O pedreiro do Sul havia sido descoberto em 1969 e já tinha surpreendido especialistas, já que as outras 14 espécies do gênero vivem nos Andes e Patagônia. De acordo com Guilherme Freitas, os pedreiros brasileiros são espécies relictuais, ou seja, vestígios da história natural da região. “É uma espécie que conta como foi a colonização destas montanhas”, afirma Freitas.
A Serra do Cipó fica a 90 quilômetros de Belo Horizonte, no sul da Serra do Espinhaço, na região central do estado. Uma região de grande interesse geológico – que teria surgido há cerca de 1,7 bilhões de anos – e que atrai turistas. Em 1987, foi criado um Parque Nacional da Serra do Cipó, com 31 mil hectares.
Riqueza para pesquisas
Guilherme Freitas faz parte de um grupo que está justamente comparando as populações de aves restritas às montanhas brasileiras. A intenção é contar a história da colonização destas áreas pelas aves e como ocorreu o isolamento de várias espécies. Essas áreas altas no território brasileiro são refúgios climáticos, onde ficaram isoladas diversas espécies de aves, assim como muitas outras espécies de plantas e animais.
Os pesquisadores acreditam que há milhares de anos, quando o clima da região era diferente, havia uma vegetação que favorecia o contato entre essas montanhas.“O pedreiro-do-espinhaço corrobora esses padrões biogeográficos e reforça a importância do Espinhaço como antigos refúgios de táxons que hoje apresentam-se com grande diversidade nos Andes”, afirma Freitas. Táxons são as unidades usadas para a classificação científica, como espécie, família ou gênero.

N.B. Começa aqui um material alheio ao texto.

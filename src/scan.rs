//! Installed-version discovery
//!
//! Scans one directory level under the install root for directories named
//! `EasiCamera_<d>.<d>.<d>.<d>` whose expected binary
//! (`<dir>/Main/EasiCamera.exe`) exists. Entries are rebuilt on every scan
//! and returned newest first.

use std::path::{Path, PathBuf};
use std::sync::LazyLock;

use regex::Regex;
use walkdir::WalkDir;

use crate::error::{LauncherError, Result};
use crate::version::VersionNumber;

/// Subdirectory of a version directory that holds the binary
pub const MAIN_SUBDIR: &str = "Main";

/// File name of the target binary
pub const EXECUTABLE_NAME: &str = "EasiCamera.exe";

/// Anchored pattern a version directory name must match
static VERSION_DIR_RE: LazyLock<Regex> = LazyLock::new(|| {
    #[allow(clippy::expect_used)]
    let pattern = Regex::new(r"^EasiCamera_(\d+\.\d+\.\d+\.\d+)$").expect("version pattern is valid");
    pattern
});

/// One validated install found under the root; transient, rebuilt per scan
#[derive(Debug, Clone, PartialEq, Eq)]
pub struct InstalledVersion {
    /// Parsed version number from the directory name
    pub version: VersionNumber,
    /// The raw matched directory name
    pub directory_name: String,
    /// Absolute path to the expected binary inside the directory
    pub executable_path: PathBuf,
}

/// Expected binary path for a version directory
pub fn executable_path_for(version_dir: &Path) -> PathBuf {
    version_dir.join(MAIN_SUBDIR).join(EXECUTABLE_NAME)
}

/// Scan the immediate subdirectories of `root` for valid installs.
///
/// Only read-only filesystem access; no recursion beyond one level. The
/// result is sorted descending so the newest version comes first.
///
/// # Errors
///
/// [`LauncherError::ScanRootNotFound`] if `root` does not exist,
/// [`LauncherError::ScanRootNotDirectory`] if it is not a directory,
/// [`LauncherError::ScanRootUnreadable`] if it cannot be read.
pub fn scan_install_root(root: &Path) -> Result<Vec<InstalledVersion>> {
    if !root.exists() {
        return Err(LauncherError::ScanRootNotFound {
            path: root.display().to_string(),
        });
    }
    if !root.is_dir() {
        return Err(LauncherError::ScanRootNotDirectory {
            path: root.display().to_string(),
        });
    }

    let mut found = Vec::new();
    for entry in WalkDir::new(root).min_depth(1).max_depth(1) {
        let entry = entry.map_err(|e| scan_error(e, root))?;
        if !entry.file_type().is_dir() {
            continue;
        }
        let name = entry.file_name().to_string_lossy();
        let Some(captures) = VERSION_DIR_RE.captures(&name) else {
            continue;
        };
        let version: VersionNumber = captures[1].parse()?;
        let executable_path = executable_path_for(entry.path());
        if !executable_path.is_file() {
            continue;
        }
        found.push(InstalledVersion {
            version,
            directory_name: name.into_owned(),
            executable_path,
        });
    }

    found.sort_by(|a, b| b.version.cmp(&a.version));
    Ok(found)
}

fn scan_error(err: walkdir::Error, root: &Path) -> LauncherError {
    let unreadable = err
        .io_error()
        .is_some_and(|io| io.kind() == std::io::ErrorKind::PermissionDenied);
    if unreadable {
        LauncherError::ScanRootUnreadable {
            path: root.display().to_string(),
        }
    } else {
        LauncherError::IoError {
            message: err.to_string(),
        }
    }
}
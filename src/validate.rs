//! Three-stage executable path validation
//!
//! A path is launchable iff, in order: it exists, it is a regular file, and
//! its name carries the `.exe` extension (case-insensitive). Validation stops
//! at the first failing check and the error records which check failed. Both
//! the editor (before saving a selection) and the launcher (before spawning)
//! run the same checks.

use std::fmt;
use std::path::Path;

use crate::error::{LauncherError, Result};

/// Extension the target binary must carry. The product is Windows-only, so
/// the expected extension does not vary by host platform.
pub const EXECUTABLE_EXTENSION: &str = "exe";

/// The individual stages of the launchable check, in evaluation order
#[derive(Debug, Clone, Copy, PartialEq, Eq)]
pub enum LaunchCheck {
    /// The path exists on the filesystem
    Exists,
    /// The path is a regular file, not a directory or special file
    RegularFile,
    /// The file name ends with the executable extension
    Extension,
}

impl fmt::Display for LaunchCheck {
    fn fmt(&self, f: &mut fmt::Formatter<'_>) -> fmt::Result {
        let message = match self {
            LaunchCheck::Exists => "Path does not exist",
            LaunchCheck::RegularFile => "Target is not a regular file",
            LaunchCheck::Extension => "File lacks the executable extension",
        };
        f.write_str(message)
    }
}

/// Validate that `path` points at a launchable executable.
///
/// # Errors
///
/// Returns [`LauncherError::PathInvalid`] naming the first failing check and
/// the offending path.
pub fn validate_executable(path: &Path) -> Result<()> {
    let fail = |check: LaunchCheck| LauncherError::PathInvalid {
        check,
        path: path.display().to_string(),
    };

    if !path.exists() {
        return Err(fail(LaunchCheck::Exists));
    }
    if !path.is_file() {
        return Err(fail(LaunchCheck::RegularFile));
    }
    let has_extension = path
        .extension()
        .is_some_and(|ext| ext.eq_ignore_ascii_case(EXECUTABLE_EXTENSION));
    if !has_extension {
        return Err(fail(LaunchCheck::Extension));
    }

    Ok(())
}
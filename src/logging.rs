//! Launcher log setup
//!
//! Line-oriented, timestamped log written to a file that is truncated on
//! every run. On Windows the records are mirrored to stderr so a console
//! session sees the same pipeline trace the file captures. Level defaults to
//! `info` and can be overridden through `RUST_LOG`.

use std::fs::File;
use std::io::{self, Write};
use std::path::Path;

use env_logger::{Builder, Env, Target};

use crate::error::{LauncherError, Result};

/// Default log file name, resolved against the working directory
pub const DEFAULT_LOG_FILE: &str = "launcher.log";

/// Writer that appends to the log file and, on Windows, echoes to stderr
struct TeeWriter {
    file: File,
}

impl Write for TeeWriter {
    fn write(&mut self, buf: &[u8]) -> io::Result<usize> {
        self.file.write_all(buf)?;
        #[cfg(windows)]
        {
            let _ = io::stderr().write_all(buf);
        }
        Ok(buf.len())
    }

    fn flush(&mut self) -> io::Result<()> {
        self.file.flush()?;
        #[cfg(windows)]
        io::stderr().flush()?;
        Ok(())
    }
}

/// Initialize the global logger writing to `log_path`.
///
/// # Errors
///
/// Fails if the log file cannot be created or a logger is already installed.
pub fn init(log_path: &Path) -> Result<()> {
    let file = File::create(log_path)?;

    Builder::from_env(Env::default().default_filter_or("info"))
        .format(|buf, record| {
            writeln!(
                buf,
                "{} - {}: {}",
                buf.timestamp_millis(),
                record.level(),
                record.args()
            )
        })
        .target(Target::Pipe(Box::new(TeeWriter { file })))
        .try_init()
        .map_err(|err| LauncherError::IoError {
            message: err.to_string(),
        })
}
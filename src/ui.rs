//! Terminal output for the configuration editor

use console::Style;
use std::path::Path;

use crate::config::Configuration;
use crate::scan::InstalledVersion;

/// Print the scanned version table, newest first
pub fn print_versions(root: &Path, versions: &[InstalledVersion]) {
    println!(
        "{} {}",
        Style::new().bold().apply_to("Install root:"),
        root.display()
    );
    println!();

    if versions.is_empty() {
        println!(
            "{}",
            Style::new().yellow().apply_to("No valid versions found")
        );
        return;
    }

    println!(
        "  {:<12} {}",
        Style::new().bold().apply_to("Version"),
        Style::new().bold().apply_to("Executable")
    );
    for entry in versions {
        println!(
            "  {:<12} {}",
            Style::new().cyan().apply_to(entry.version.to_string()),
            entry.executable_path.display()
        );
    }
    println!();
    println!(
        "Found {} valid version{}",
        versions.len(),
        if versions.len() == 1 { "" } else { "s" }
    );
}

/// Print the current configuration, dimming unset fields
pub fn print_configuration(config: &Configuration) {
    let field = |label: &str, value: &Option<String>| {
        let label = format!("{label}:");
        match value {
            Some(v) => println!("{} {}", Style::new().bold().apply_to(label), v),
            None => println!(
                "{} {}",
                Style::new().bold().apply_to(label),
                Style::new().dim().apply_to("not set")
            ),
        }
    };

    field("Install root", &config.install_root);
    field("Version", &config.selected_version);
    field("Executable", &config.executable_path);
}

/// Confirmation printed after a successful save
pub fn print_saved(entry: &InstalledVersion) {
    println!(
        "{} The launcher will start version {} from:",
        Style::new().green().bold().apply_to("Saved."),
        Style::new().cyan().apply_to(entry.version.to_string())
    );
    println!("  {}", entry.executable_path.display());
}
//! Reference event domain: the placeholder game events the ingestor
//! publishes and the processor consumes.
//!
//! The core is payload-agnostic; everything in this module is caller-side
//! (envelope shape, serialization, processing stub).

use async_trait::async_trait;
use chrono::{SecondsFormat, Utc};
use serde::{Deserialize, Serialize};
use tracing::info;

use courier_core::app::MessageSource;
use courier_core::domain::CourierError;
use courier_core::typed::{JsonCodec, MessageHandler};

/// Wire envelope for one placeholder game event (UTF-8 JSON).
#[derive(Debug, Clone, Serialize, Deserialize)]
pub struct GameEvent {
    pub game_id: String,
    /// ISO-8601 UTC.
    pub timestamp: String,
    pub home_team: String,
    pub away_team: String,
    pub status: String,
    pub message_number: u64,
}

impl GameEvent {
    pub fn placeholder(message_number: u64) -> Self {
        Self {
            game_id: format!("test_{message_number:03}"),
            timestamp: now_utc(),
            home_team: "Test Home Team".to_string(),
            away_team: "Test Away Team".to_string(),
            status: "placeholder_data".to_string(),
            message_number,
        }
    }
}

fn now_utc() -> String {
    Utc::now().to_rfc3339_opts(SecondsFormat::Micros, true)
}

/// Generates numbered placeholder events, one per publish interval.
pub struct GameEventSource {
    counter: u64,
}

impl GameEventSource {
    pub fn new() -> Self {
        Self { counter: 0 }
    }
}

impl Default for GameEventSource {
    fn default() -> Self {
        Self::new()
    }
}

impl MessageSource for GameEventSource {
    fn next_payload(&mut self) -> Result<Vec<u8>, CourierError> {
        self.counter += 1;
        let event = GameEvent::placeholder(self.counter);
        info!(
            game_id = %event.game_id,
            message_number = event.message_number,
            "publishing placeholder event"
        );
        JsonCodec::encode(&event)
    }
}

/// Result record the processor logs for each placeholder event.
#[derive(Debug, Serialize)]
struct ProcessedResult {
    processed_at: String,
    original_game_id: String,
    processing_status: &'static str,
    notes: &'static str,
}

/// Stubbed transformation: logs receipt and a processed-result record.
/// Real analytics would replace this handler; the substrate around it
/// (ack/reject, prefetch, shutdown) stays the same.
pub struct GameEventProcessor;

#[async_trait]
impl MessageHandler<GameEvent> for GameEventProcessor {
    async fn handle(&self, event: GameEvent) -> Result<(), CourierError> {
        info!(
            game_id = %event.game_id,
            message_number = event.message_number,
            status = %event.status,
            "message received"
        );

        if event.status == "placeholder_data" {
            let result = ProcessedResult {
                processed_at: now_utc(),
                original_game_id: event.game_id,
                processing_status: "success",
                notes: "Placeholder processing completed",
            };
            info!(
                processed_at = %result.processed_at,
                original_game_id = %result.original_game_id,
                processing_status = result.processing_status,
                notes = result.notes,
                "processing completed"
            );
        }
        Ok(())
    }
}
//! Configuration types for the broker connection and reconnect policy.

use std::time::Duration;

/// Parameters for one logical broker session.
///
/// The heartbeat interval and blocked-connection timeout are carried here so
/// a real broker adapter can honor them; the in-memory implementation only
/// records them.
#[derive(Debug, Clone)]
pub struct BrokerConfig {
    pub host: String,
    pub port: u16,
    pub username: String,
    pub password: String,
    pub heartbeat: Duration,
    pub blocked_timeout: Duration,
}

impl Default for BrokerConfig {
    fn default() -> Self {
        Self {
            host: "localhost".to_string(),
            port: 5672,
            username: "guest".to_string(),
            password: "guest".to_string(),
            heartbeat: Duration::from_secs(600),
            blocked_timeout: Duration::from_secs(300),
        }
    }
}

impl BrokerConfig {
    /// "host:port" for log messages.
    pub fn endpoint(&self) -> String {
        format!("{}:{}", self.host, self.port)
    }
}

/// A named queue and its declared properties.
///
/// Declaration is declare-if-absent: declaring an existing queue with the
/// same properties succeeds, declaring it with different properties is an
/// error. Both roles declare the queue so either can start first.
#[derive(Debug, Clone, PartialEq, Eq)]
pub struct QueueSpec {
    pub name: String,
    /// Durable queues survive a broker restart (messages survive too, when
    /// they were published as persistent).
    pub durable: bool,
}

impl QueueSpec {
    pub fn durable(name: impl Into<String>) -> Self {
        Self {
            name: name.into(),
            durable: true,
        }
    }

    pub fn transient(name: impl Into<String>) -> Self {
        Self {
            name: name.into(),
            durable: false,
        }
    }
}

/// Reconnect backoff policy: delay starts at `initial_delay`, doubles per
/// failed attempt, and is capped at `max_delay`. It never resets within a
/// single connect call (the call only returns on success or shutdown).
#[derive(Debug, Clone)]
pub struct ReconnectPolicy {
    pub initial_delay: Duration,
    pub max_delay: Duration,
}

impl Default for ReconnectPolicy {
    fn default() -> Self {
        Self {
            initial_delay: Duration::from_secs(1),
            max_delay: Duration::from_secs(60),
        }
    }
}

#[cfg(test)]
mod tests {
    use super::*;

    #[test]
    fn broker_config_defaults_match_reference_service() {
        let config = BrokerConfig::default();
        assert_eq!(config.endpoint(), "localhost:5672");
        assert_eq!(config.username, "guest");
        assert_eq!(config.heartbeat, Duration::from_secs(600));
        assert_eq!(config.blocked_timeout, Duration::from_secs(300));
    }

    #[test]
    fn queue_spec_constructors_set_durability() {
        assert!(QueueSpec::durable("game_events").durable);
        assert!(!QueueSpec::transient("scratch").durable);
    }
}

Os pesquisadores continuam a estudar o pedreiro-do-espinhaço. Eles estão utilizando radiotelemetria para acompanhar indivíduos no campo, para obter informações sobre a população, habitat, reprodução e saber também se esta população isolada tem condições de sobreviver. “É uma espécie que já foi descoberta com uma população conhecida muito pequena e consequentemente ameaçada de extinção, talvez em processo natural de extinção”, diz Freitas.
* Declaramos que este texto não tem nenhuma intenção de ato nomenclatural, Artigo 8.2, ICZN. O nome científico da nova espécie ainda aguarda a publicação impressa para ser proposto oficialmente.